One-third of the population in the UK and worldwide struggle with chronic pain. Entraining brain alpha activity through non-invasive visual stimulation has been shown to reduce experimental pain in healthy volunteers. Neural oscillations entrainment offers a potential non-invasive and non-pharmacological intervention for patients with chronic pain, which can be delivered in the home setting and has the potential to reduce use of medications. However, evidence supporting its use in patients with chronic pain is lacking.
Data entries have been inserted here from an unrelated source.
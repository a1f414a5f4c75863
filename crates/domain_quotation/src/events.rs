//! Domain events for the quotation draft
//!
//! Accumulated on the draft and drained with `take_events` for the audit
//! trail.

use chrono::{DateTime, Utc};
use rust_decimal::Decimal;
use serde::{Deserialize, Serialize};

use core_kernel::{QuotationId, SubmissionId, UploadId};
use domain_documents::{DocumentStatus, DocumentType};
use domain_rating::UnderwriterId;

use crate::fields::FormField;

#[derive(Debug, Clone, PartialEq, Serialize, Deserialize)]
pub enum QuotationEvent {
    QuotationStarted {
        quotation_id: QuotationId,
        timestamp: DateTime<Utc>,
    },

    StepAdvanced {
        quotation_id: QuotationId,
        from: usize,
        to: usize,
        timestamp: DateTime<Utc>,
    },

    StepRetreated {
        quotation_id: QuotationId,
        from: usize,
        to: usize,
        timestamp: DateTime<Utc>,
    },

    StepJumped {
        quotation_id: QuotationId,
        from: usize,
        to: usize,
        timestamp: DateTime<Utc>,
    },

    PremiumComputed {
        quotation_id: QuotationId,
        underwriter: UnderwriterId,
        total_premium: Decimal,
        currency: String,
        timestamp: DateTime<Utc>,
    },

    /// A rating-relevant field changed and the premium was dropped
    PremiumInvalidated {
        quotation_id: QuotationId,
        field: FormField,
        timestamp: DateTime<Utc>,
    },

    DocumentUploadStarted {
        quotation_id: QuotationId,
        document_type: DocumentType,
        upload_id: UploadId,
        timestamp: DateTime<Utc>,
    },

    /// Extraction finished, or a declared field it is checked against changed
    DocumentValidated {
        quotation_id: QuotationId,
        document_type: DocumentType,
        status: DocumentStatus,
        error_count: usize,
        timestamp: DateTime<Utc>,
    },

    DocumentUploadFailed {
        quotation_id: QuotationId,
        document_type: DocumentType,
        reason: String,
        timestamp: DateTime<Utc>,
    },

    FieldAutofilled {
        quotation_id: QuotationId,
        field: FormField,
        document_type: DocumentType,
        timestamp: DateTime<Utc>,
    },

    SubmissionStarted {
        quotation_id: QuotationId,
        submission_id: SubmissionId,
        timestamp: DateTime<Utc>,
    },

    QuotationSubmitted {
        quotation_id: QuotationId,
        submission_id: SubmissionId,
        reference_id: String,
        timestamp: DateTime<Utc>,
    },

    SubmissionFailed {
        quotation_id: QuotationId,
        submission_id: SubmissionId,
        failure_kind: String,
        reason: String,
        timestamp: DateTime<Utc>,
    },

    QuotationCancelled {
        quotation_id: QuotationId,
        timestamp: DateTime<Utc>,
    },
}
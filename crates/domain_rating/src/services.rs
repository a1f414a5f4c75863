//! Rating domain services
//!
//! [`RatingService`] joins the registry to the pure engine: it resolves the
//! table version in effect on the cover start date and prices the request.

use serde::Serialize;
use std::sync::Arc;

use chrono::NaiveDate;

use crate::breakdown::PremiumBreakdown;
use crate::coverage::{ProductCode, UnderwriterId};
use crate::engine::compute_premium;
use crate::error::{ConfigurationError, RatingError};
use crate::registry::{RateTableRegistry, UnderwriterSummary};
use crate::request::RatingRequest;

/// The outcome of rating one candidate underwriter
#[derive(Debug, Clone, PartialEq, Eq, Serialize)]
pub struct UnderwriterQuote {
    pub underwriter_id: UnderwriterId,
    #[serde(serialize_with = "serialize_result")]
    pub result: Result<PremiumBreakdown, RatingError>,
}

fn serialize_result<S>(result: &Result<PremiumBreakdown, RatingError>, serializer: S) -> Result<S::Ok, S::Error>
where
    S: serde::Serializer,
{
    use serde::ser::SerializeMap;

    let mut map = serializer.serialize_map(Some(1))?;
    match result {
        Ok(breakdown) => map.serialize_entry("breakdown", breakdown)?,
        Err(error) => map.serialize_entry("error", &error.to_string())?,
    }
    map.end()
}

/// Service for quoting premiums against the registry
///
/// Cloning is cheap: the registry is shared, never copied.
#[derive(Debug, Clone)]
pub struct RatingService {
    registry: Arc<RateTableRegistry>,
}

impl RatingService {
    /// Creates a rating service over a frozen registry
    pub fn new(registry: Arc<RateTableRegistry>) -> Self {
        Self { registry }
    }

    pub fn registry(&self) -> &RateTableRegistry {
        &self.registry
    }

    /// Prices `request` with the underwriter it selects
    ///
    /// The table version in effect on the cover start date is used.
    ///
    /// # Errors
    ///
    /// `Configuration` if no table exists for the pair, or `InvalidRequest`
    /// for bad inputs.
    pub fn quote(&self, request: &RatingRequest) -> Result<PremiumBreakdown, RatingError> {
        let coverage = &request.coverage;
        let table = self.registry.get_rate_table_as_of(
            &coverage.underwriter,
            coverage.product,
            coverage.start_date,
        )?;

        let breakdown = compute_premium(request, &table)?;
        tracing::debug!(
            underwriter = %coverage.underwriter,
            product = %coverage.product,
            adjustments = ?breakdown.adjustments(),
            "Applied rating factors"
        );
        tracing::info!(
            underwriter = %coverage.underwriter,
            product = %coverage.product,
            total_premium = %breakdown.total_premium(),
            minimum_applied = breakdown.minimum_premium_applied(),
            "Premium computed"
        );
        Ok(breakdown)
    }

    /// Rates the same request once per candidate underwriter
    ///
    /// Results are returned in the order the candidates were supplied, each
    /// tagged with its underwriter. No ranking is performed. Configuration
    /// errors are logged here so the caller can simply withhold the candidate.
    pub fn compare_underwriters(
        &self,
        request: &RatingRequest,
        candidates: &[UnderwriterId],
    ) -> Vec<UnderwriterQuote> {
        candidates
            .iter()
            .map(|underwriter| {
                let candidate = RatingRequest {
                    coverage: request.coverage.with_underwriter(underwriter.clone()),
                    ..request.clone()
                };
                let result = self.quote(&candidate);
                if let Err(RatingError::Configuration(error)) = &result {
                    tracing::error!(underwriter = %underwriter, error = %error, "Underwriter cannot be rated");
                }
                UnderwriterQuote {
                    underwriter_id: underwriter.clone(),
                    result,
                }
            })
            .collect()
    }

    /// Underwriters that can be offered for `product` on `date`
    pub fn available_underwriters(&self, product: ProductCode, date: NaiveDate) -> Vec<UnderwriterSummary> {
        self.registry.underwriters_for(product, date)
    }

    /// Checks that `underwriter` can be offered for `product` on `date`
    pub fn ensure_offered(
        &self,
        underwriter: &UnderwriterId,
        product: ProductCode,
        date: NaiveDate,
    ) -> Result<(), ConfigurationError> {
        self.registry
            .get_rate_table_as_of(underwriter, product, date)
            .map(|_| ())
    }
}
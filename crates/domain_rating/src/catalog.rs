//! Embedded motor tariff catalog
//!
//! The published motor tariffs of the underwriters on the panel, effective
//! 1 January 2025. Total-own-risk tables rate on a percentage of value with
//! age, engine, usage, driver and duration factors. Comprehensive tables use
//! an age-banded base rate. Third-party tables rate on a flat base.

use chrono::NaiveDate;
use rust_decimal::Decimal;
use rust_decimal_macros::dec;

use core_kernel::Rate;

use crate::coverage::ProductCode;
use crate::error::ConfigurationError;
use crate::factors::{Bracket, BracketTable, FactorDimension};
use crate::rate_table::{BaseRate, ExcessStructure, PercentageExcess, RateTable, YoungDriverExcess};
use crate::registry::RateTableRegistry;
use crate::vehicle::{UsageType, VehicleCategory};

const YOUNG_DRIVER_AGE: u32 = 25;

/// Builds the registry holding every catalog table
pub fn motor_catalog() -> Result<RateTableRegistry, ConfigurationError> {
    RateTableRegistry::builder().with_tables(motor_tables()?).build()
}

/// Every catalog table, unfrozen
pub fn motor_tables() -> Result<Vec<RateTable>, ConfigurationError> {
    let effective = catalog_effective_from()?;
    let mut tables = Vec::new();

    for terms in TOR_TERMS {
        tables.push(tor_table(terms, effective)?);
    }
    for terms in COMPREHENSIVE_TERMS {
        tables.push(comprehensive_table(terms, effective)?);
    }
    for (id, name) in [("jubilee", "Jubilee Allianz"), ("madison", "Madison General Insurance")] {
        tables.push(third_party_table(id, name, effective)?);
    }

    Ok(tables)
}

pub fn catalog_effective_from() -> Result<NaiveDate, ConfigurationError> {
    ymd(2025, 1, 1)
}

fn ymd(year: i32, month: u32, day: u32) -> Result<NaiveDate, ConfigurationError> {
    NaiveDate::from_ymd_opt(year, month, day)
        .ok_or(ConfigurationError::InvalidEffectiveDate { year, month, day })
}

struct OwnDamage {
    percent: Decimal,
    minimum: Decimal,
    maximum: Decimal,
}

struct TorTerms {
    id: &'static str,
    name: &'static str,
    rate_percent: Decimal,
    minimum_premium: Decimal,
    max_vehicle_age: u32,
    own_damage: OwnDamage,
    young_driver_excess: Decimal,
}

const TOR_TERMS: [TorTerms; 5] = [
    TorTerms {
        id: "sanlam",
        name: "Sanlam General Insurance",
        rate_percent: dec!(0.15),
        minimum_premium: dec!(3000),
        max_vehicle_age: 15,
        own_damage: OwnDamage { percent: dec!(10), minimum: dec!(50000), maximum: dec!(200000) },
        young_driver_excess: dec!(10000),
    },
    TorTerms {
        id: "madison",
        name: "Madison General Insurance",
        rate_percent: dec!(0.12),
        minimum_premium: dec!(3200),
        max_vehicle_age: 20,
        own_damage: OwnDamage { percent: dec!(8), minimum: dec!(40000), maximum: dec!(180000) },
        young_driver_excess: dec!(8000),
    },
    TorTerms {
        id: "kal",
        name: "Kenya Alliance Insurance",
        rate_percent: dec!(0.16),
        minimum_premium: dec!(3500),
        max_vehicle_age: 18,
        own_damage: OwnDamage { percent: dec!(10), minimum: dec!(35000), maximum: dec!(160000) },
        young_driver_excess: dec!(7500),
    },
    TorTerms {
        id: "pacis",
        name: "Pacis Insurance",
        rate_percent: dec!(0.14),
        minimum_premium: dec!(3100),
        max_vehicle_age: 16,
        own_damage: OwnDamage { percent: dec!(9), minimum: dec!(30000), maximum: dec!(150000) },
        young_driver_excess: dec!(6500),
    },
    TorTerms {
        id: "ga",
        name: "GA Insurance",
        rate_percent: dec!(0.17),
        minimum_premium: dec!(3800),
        max_vehicle_age: 17,
        own_damage: OwnDamage { percent: dec!(8), minimum: dec!(38000), maximum: dec!(170000) },
        young_driver_excess: dec!(8200),
    },
];

struct ComprehensiveTerms {
    id: &'static str,
    name: &'static str,
    /// Base rate percent for vehicles up to five years old
    newer_rate_percent: Decimal,
    /// Base rate percent for vehicles six to fifteen years old
    older_rate_percent: Decimal,
    minimum_premium: Decimal,
    own_damage: OwnDamage,
}

const COMPREHENSIVE_TERMS: [ComprehensiveTerms; 4] = [
    ComprehensiveTerms {
        id: "kal",
        name: "Kenya Alliance Insurance",
        newer_rate_percent: dec!(3.0),
        older_rate_percent: dec!(3.5),
        minimum_premium: dec!(20000),
        own_damage: OwnDamage { percent: dec!(2.5), minimum: dec!(15000), maximum: dec!(100000) },
    },
    ComprehensiveTerms {
        id: "pacis",
        name: "Pacis Insurance",
        newer_rate_percent: dec!(3.4),
        older_rate_percent: dec!(4.0),
        minimum_premium: dec!(25000),
        own_damage: OwnDamage { percent: dec!(3), minimum: dec!(25000), maximum: dec!(150000) },
    },
    ComprehensiveTerms {
        id: "madison",
        name: "Madison General Insurance",
        newer_rate_percent: dec!(3.3),
        older_rate_percent: dec!(3.9),
        minimum_premium: dec!(23000),
        own_damage: OwnDamage { percent: dec!(3), minimum: dec!(20000), maximum: dec!(120000) },
    },
    ComprehensiveTerms {
        id: "sanlam",
        name: "Sanlam General Insurance",
        newer_rate_percent: dec!(4.0),
        older_rate_percent: dec!(4.5),
        minimum_premium: dec!(30000),
        own_damage: OwnDamage { percent: dec!(5), minimum: dec!(50000), maximum: dec!(250000) },
    },
];

fn tor_table(terms: TorTerms, effective: NaiveDate) -> Result<RateTable, ConfigurationError> {
    let excess = ExcessStructure {
        own_damage: Some(percentage_excess(&terms.own_damage)),
        theft: Some(PercentageExcess::new(Rate::from_percentage(dec!(20)), Some(dec!(50000)), None)),
        third_party_property: Some(dec!(15000)),
        windscreen: Some(dec!(5000)),
        young_driver: Some(YoungDriverExcess {
            amount: terms.young_driver_excess,
            under_age: YOUNG_DRIVER_AGE,
            min_years_licensed: None,
        }),
    };

    RateTable::builder(terms.id, terms.name, ProductCode::TotalOwnRisk, effective)
        .base_rate(BaseRate::PercentOfValue { rate: Rate::from_percentage(terms.rate_percent) })
        .minimum_premium(terms.minimum_premium)
        .max_vehicle_age(terms.max_vehicle_age)
        .excess(excess)
        .vehicle_age_factors(vehicle_age_factors()?)
        .engine_capacity_factors(engine_capacity_factors()?)
        .driver_age_factors(driver_age_factors(dec!(1.3))?)
        .duration_factors(duration_factors()?)
        .usage_factor(UsageType::Private, dec!(1.0))
        .usage_factor(UsageType::Business, dec!(1.2))
        .usage_factor(UsageType::RideHailing, dec!(1.4))
        .category_loading(VehicleCategory::Psv, dec!(1.5))
        .build()
}

fn comprehensive_table(terms: ComprehensiveTerms, effective: NaiveDate) -> Result<RateTable, ConfigurationError> {
    let rates = BracketTable::new(
        FactorDimension::BaseRate,
        vec![
            Bracket::new(0, 5, Rate::from_percentage(terms.newer_rate_percent).as_decimal(), "up to 5 years"),
            Bracket::new(6, 15, Rate::from_percentage(terms.older_rate_percent).as_decimal(), "6 to 15 years"),
        ],
    )?;

    let excess = ExcessStructure {
        own_damage: Some(percentage_excess(&terms.own_damage)),
        theft: Some(PercentageExcess::new(Rate::from_percentage(dec!(10)), Some(dec!(20000)), None)),
        young_driver: Some(YoungDriverExcess {
            amount: dec!(5000),
            under_age: YOUNG_DRIVER_AGE,
            min_years_licensed: Some(2),
        }),
        ..Default::default()
    };

    RateTable::builder(terms.id, terms.name, ProductCode::Comprehensive, effective)
        .base_rate(BaseRate::PercentOfValueByAge { rates })
        .minimum_premium(terms.minimum_premium)
        .minimum_sum_insured(dec!(500000))
        .max_vehicle_age(15)
        .excess(excess)
        .driver_age_factors(driver_age_factors(dec!(1.3))?)
        .duration_factors(duration_factors()?)
        .usage_factor(UsageType::Private, dec!(1.0))
        .usage_factor(UsageType::Business, dec!(1.1))
        .usage_factor(UsageType::RideHailing, dec!(1.3))
        .category_loading(VehicleCategory::Psv, dec!(1.5))
        .category_loading(VehicleCategory::Commercial, dec!(1.1))
        .build()
}

fn third_party_table(id: &str, name: &str, effective: NaiveDate) -> Result<RateTable, ConfigurationError> {
    RateTable::builder(id, name, ProductCode::ThirdParty, effective)
        .base_rate(BaseRate::Flat { amount: dec!(7500) })
        .minimum_premium(dec!(1000))
        .excess(ExcessStructure {
            third_party_property: Some(dec!(15000)),
            ..Default::default()
        })
        .duration_factors(duration_factors()?)
        .usage_factor(UsageType::Private, dec!(1.0))
        .usage_factor(UsageType::Business, dec!(1.2))
        .usage_factor(UsageType::RideHailing, dec!(1.4))
        .category_loading(VehicleCategory::Psv, dec!(1.5))
        .build()
}

fn percentage_excess(terms: &OwnDamage) -> PercentageExcess {
    PercentageExcess::new(
        Rate::from_percentage(terms.percent),
        Some(terms.minimum),
        Some(terms.maximum),
    )
}

fn vehicle_age_factors() -> Result<BracketTable, ConfigurationError> {
    BracketTable::new(
        FactorDimension::VehicleAge,
        vec![
            Bracket::new(0, 3, dec!(1.2), "0-3 years"),
            Bracket::new(4, 8, dec!(1.0), "4-8 years"),
            Bracket::new(9, 15, dec!(0.9), "9-15 years"),
            Bracket::new(16, 20, dec!(0.8), "16-20 years"),
        ],
    )
}

fn engine_capacity_factors() -> Result<BracketTable, ConfigurationError> {
    BracketTable::new(
        FactorDimension::EngineCapacity,
        vec![
            Bracket::new(0, 1000, dec!(0.9), "up to 1000cc"),
            Bracket::new(1001, 1800, dec!(1.0), "1001-1800cc"),
            Bracket::new(1801, 3000, dec!(1.15), "1801-3000cc"),
            Bracket::from(3001, dec!(1.3), "above 3000cc"),
        ],
    )
}

fn driver_age_factors(young_loading: Decimal) -> Result<BracketTable, ConfigurationError> {
    BracketTable::new(
        FactorDimension::DriverAge,
        vec![
            Bracket::new(18, 25, young_loading, "18-25"),
            Bracket::new(26, 65, dec!(1.0), "26-65"),
            Bracket::from(66, dec!(1.1), "66 and over"),
        ],
    )
}

fn duration_factors() -> Result<BracketTable, ConfigurationError> {
    BracketTable::new(
        FactorDimension::Duration,
        vec![
            Bracket::new(1, 1, dec!(0.15), "1 month"),
            Bracket::new(2, 3, dec!(0.35), "up to 3 months"),
            Bracket::new(4, 6, dec!(0.65), "up to 6 months"),
            Bracket::new(7, 12, dec!(1.0), "annual"),
        ],
    )
}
This study explores whether a) alpha entrainment increase alpha power in patients and b) whether this increase in alpha correlates with analgesia.28 patients with chronic pain sat in a comfortable position and underwent 4-minute visual stimulation using customised goggles at 10 Hz (alpha) and 7 Hz (control) frequency blocks in a randomised cross-over design. 64-channel Electroencephalography (EEG) and 11-point Numeric Rating Scale (NRS) pain intensity and pain unpleasantness scores were recorded before and after stimulation.EEG analysis revealed frontal alpha power was significantly higher when stimulating at 10 Hz when compared to 7 Hz. There was a significant positive correlation between increased frontal alpha and reduction in pain intensity (r=0.33, p<0.05) and pain unpleasantness (r=0.40, p<0.05) in the 10 Hz block.This study provides the first proof of concept that changes in alpha power resulting from entrainment correlate with an analgesic response in patients with chronic pain. Further studies are warranted to investigate dose-response parameters and equivalence to analgesia provided by medications.